Building effective data products is a cornerstone of delivering value in the digital age. 

I’m Uri Bahar, Director of Solution Engineering at Sisense, and throughout my career, I've encountered the build-versus-buy dilemma time and time again—especially when it comes to embedded analytics. 

In this article, I’ll share insights into the critical considerations for building or buying an embedded analytics solution, the expectations users have today, and how to approach the decision based on your business maturity, data strategy, and goals. 

Understanding the current tech landscape

To set the stage, let’s take a look at the current tech landscape from two perspectives:

  1. User expectations: What do users expect when it comes to digital experiences? We’ll explore a list of these expectations, many of which won’t be surprising, but it’s important to align them with trends in embedded analytics.

  1. The importance of embedded analytics: Why is it crucial to integrate analytics into your product offering? We’ll examine how this capability influences user satisfaction and product success.

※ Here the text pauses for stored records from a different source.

// Automaton - immutable Aho-Corasick trie with failure links
//
// All nodes live in a single arena owned by the automaton. Child edges and
// fail links are indices into that arena, so the back-edge structure needs
// no cyclic ownership: the automaton is one owned allocation.

use serde::{Deserialize, Serialize};
use smallvec::SmallVec;
use std::fmt;

/// Index of a trie node in the automaton's arena.
pub type NodeId = u32;

/// Index of a pattern in the automaton's pattern table.
pub type PatternId = u32;

/// The root node. Its fail link points at itself.
pub const ROOT: NodeId = 0;

/// A single trie node.
///
/// Edges are kept as an insertion-ordered list of `(byte, child)` pairs.
/// Nodes rarely have more than a handful of children, so a linear scan beats
/// a hash lookup and keeps export order deterministic.
#[derive(Debug, Clone)]
pub(crate) struct TrieNode {
    /// Outgoing edges, keys unique, insertion order preserved.
    pub(crate) edges: SmallVec<[(u8, NodeId); 4]>,

    /// Failure link: the node for the longest proper suffix of the current
    /// path that is also a pattern prefix.
    pub(crate) fail: NodeId,

    /// Patterns recognized when this node is reached, including those merged
    /// from the failure chain at build time. Deduplicated.
    pub(crate) outputs: SmallVec<[PatternId; 1]>,
}

impl TrieNode {
    pub(crate) fn new() -> Self {
        Self {
            edges: SmallVec::new(),
            fail: ROOT,
            outputs: SmallVec::new(),
        }
    }

    pub(crate) fn child(&self, byte: u8) -> Option<NodeId> {
        self.edges
            .iter()
            .find(|(b, _)| *b == byte)
            .map(|(_, id)| *id)
    }
}

/// An immutable multi-pattern matching automaton.
///
/// Built once by [`AutomatonBuilder`](crate::AutomatonBuilder) and never
/// mutated afterwards, so any number of concurrent scans may read it without
/// synchronization. Adopting a new pattern set means building a new value
/// and swapping the reference; in-flight scans against the old automaton
/// stay valid.
#[derive(Clone)]
pub struct Automaton {
    /// Node arena. The root is node 0.
    nodes: Vec<TrieNode>,

    /// Interned patterns in their original spelling; trie paths use the
    /// case-folded form.
    patterns: Vec<String>,
}

impl Automaton {
    pub(crate) fn new(nodes: Vec<TrieNode>, patterns: Vec<String>) -> Self {
        Self { nodes, patterns }
    }

    /// Number of nodes in the arena, including the root.
    pub fn node_count(&self) -> usize {
        self.nodes.len()
    }

    /// Number of distinct patterns compiled into the automaton.
    pub fn pattern_count(&self) -> usize {
        self.patterns.len()
    }

    /// The original spelling of a pattern.
    ///
    /// Pattern ids are dense indices handed out by the builder, so any id
    /// observed in an output set resolves here.
    pub fn pattern(&self, id: PatternId) -> &str {
        &self.patterns[id as usize]
    }

    /// All compiled patterns in insertion order.
    pub fn patterns(&self) -> &[String] {
        &self.patterns
    }

    /// Direct child of `node` on `byte`, if the trie edge exists.
    pub fn child(&self, node: NodeId, byte: u8) -> Option<NodeId> {
        self.nodes[node as usize].child(byte)
    }

    /// Failure link of `node`.
    pub fn fail(&self, node: NodeId) -> NodeId {
        self.nodes[node as usize].fail
    }

    /// Patterns recognized at `node` (suffix matches already merged in).
    pub fn outputs(&self, node: NodeId) -> &[PatternId] {
        &self.nodes[node as usize].outputs
    }

    /// The goto function of the automaton: from `node` on an already
    /// case-folded `byte`, following failure links until an edge exists or
    /// the root absorbs the byte.
    pub fn next_state(&self, mut node: NodeId, byte: u8) -> NodeId {
        loop {
            if let Some(child) = self.child(node, byte) {
                return child;
            }
            if node == ROOT {
                return ROOT;
            }
            node = self.fail(node);
        }
    }

    /// Export the automaton structure for external visualizers.
    ///
    /// Nodes are listed in id order and edges in owner-then-insertion order,
    /// so two automata built from the same ordered pattern list export
    /// identically.
    pub fn export(&self) -> AutomatonExport {
        let nodes = self
            .nodes
            .iter()
            .enumerate()
            .map(|(id, node)| NodeExport {
                id: id as NodeId,
                fail: node.fail,
                output: node
                    .outputs
                    .iter()
                    .map(|&pid| self.pattern(pid).to_string())
                    .collect(),
            })
            .collect();

        let mut edges = Vec::new();
        for (id, node) in self.nodes.iter().enumerate() {
            for &(byte, to) in &node.edges {
                edges.push(EdgeExport {
                    from: id as NodeId,
                    input: byte as char,
                    to,
                });
            }
        }

        AutomatonExport { nodes, edges }
    }
}

impl fmt::Debug for Automaton {
    fn fmt(&self, f: &mut fmt::Formatter<'_>) -> fmt::Result {
        f.debug_struct("Automaton")
            .field("node_count", &self.nodes.len())
            .field("pattern_count", &self.patterns.len())
            .finish()
    }
}

/// A node in the exported automaton graph.
#[derive(Debug, Clone, PartialEq, Eq, Serialize, Deserialize)]
pub struct NodeExport {
    /// Node id (the root is 0).
    pub id: NodeId,

    /// Failure link target.
    pub fail: NodeId,

    /// Patterns recognized at this node, original spelling.
    pub output: Vec<String>,
}

/// A trie edge in the exported automaton graph.
#[derive(Debug, Clone, PartialEq, Eq, Serialize, Deserialize)]
pub struct EdgeExport {
    /// Source node id.
    pub from: NodeId,

    /// Case-folded input symbol for this transition.
    pub input: char,

    /// Destination node id.
    pub to: NodeId,
}

/// Serializable automaton structure consumed by external visualizers.
#[derive(Debug, Clone, PartialEq, Eq, Serialize, Deserialize)]
pub struct AutomatonExport {
    pub nodes: Vec<NodeExport>,
    pub edges: Vec<EdgeExport>,
}

#[cfg(test)]
mod tests {
    use super::*;
    use crate::AutomatonBuilder;

    #[test]
    fn test_root_only_automaton() {
        let automaton = AutomatonBuilder::new().build();
        assert_eq!(automaton.node_count(), 1);
        assert_eq!(automaton.pattern_count(), 0);
        assert_eq!(automaton.fail(ROOT), ROOT);
        assert!(automaton.outputs(ROOT).is_empty());
    }

    #[test]
    fn test_next_state_absorbs_at_root() {
        let automaton = AutomatonBuilder::new().add_pattern("abc").build();
        assert_eq!(automaton.next_state(ROOT, b'z'), ROOT);

        let a = automaton.child(ROOT, b'a').unwrap();
        assert_eq!(automaton.next_state(ROOT, b'a'), a);
    }

    #[test]
    fn test_export_structure() {
        let automaton = AutomatonBuilder::new().add_pattern("ab").build();
        let export = automaton.export();

        // root + 'a' + 'ab'
        assert_eq!(export.nodes.len(), 3);
        assert_eq!(export.edges.len(), 2);
        assert_eq!(export.nodes[0].id, ROOT);
        assert_eq!(export.edges[0].from, ROOT);
        assert_eq!(export.edges[0].input, 'a');

        let terminal = export.nodes.iter().find(|n| !n.output.is_empty()).unwrap();
        assert_eq!(terminal.output, vec!["ab".to_string()]);
    }

    #[test]
    fn test_export_is_deterministic() {
        let patterns = ["his", "hers", "she", "he"];
        let a = AutomatonBuilder::new().add_patterns(patterns).build();
        let b = AutomatonBuilder::new().add_patterns(patterns).build();

        assert_eq!(a.export(), b.export());
    }
}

By marrying these perspectives, we can better understand why embedded analytics is a critical component of modern products. This understanding also helps frame the internal discussions around whether to build or buy—and if building, to what extent.

In the sections that follow, I’ll delve deeper into these considerations and offer practical insights to guide your decision-making process.

Defining embedded analytics

To start, let’s clarify what embedded analytics means—and, importantly, what it doesn’t. When we talk about embedded analytics, we’re not referring to the analytics you use internally to track product usage or performance. 

Instead, we’re talking about the analytics you offer to your customers, typically within the context of a B2B product.

Even in B2C contexts, embedded analytics exists—for instance, when Spotify sends you an annual recap of your listening habits. While monetization may not always be as direct in B2C, in B2B, analytics often comes with clear monetization opportunities.

Take the example of an application designed for sellers on Amazon or other online marketplaces. Sellers manage product catalogues across platforms, dealing with complex data: product placement algorithms, image requirements, shipping logistics, and more. 

Such applications often provide analytics to help sellers make data-driven decisions, like adjusting prices to improve product rankings or deciding which products to promote.

Embedded analytics, at its core, is about enabling your users to make these kinds of decisions based on the data your application gathers. It’s not just about presenting data—it’s about helping users act on it seamlessly within their workflow.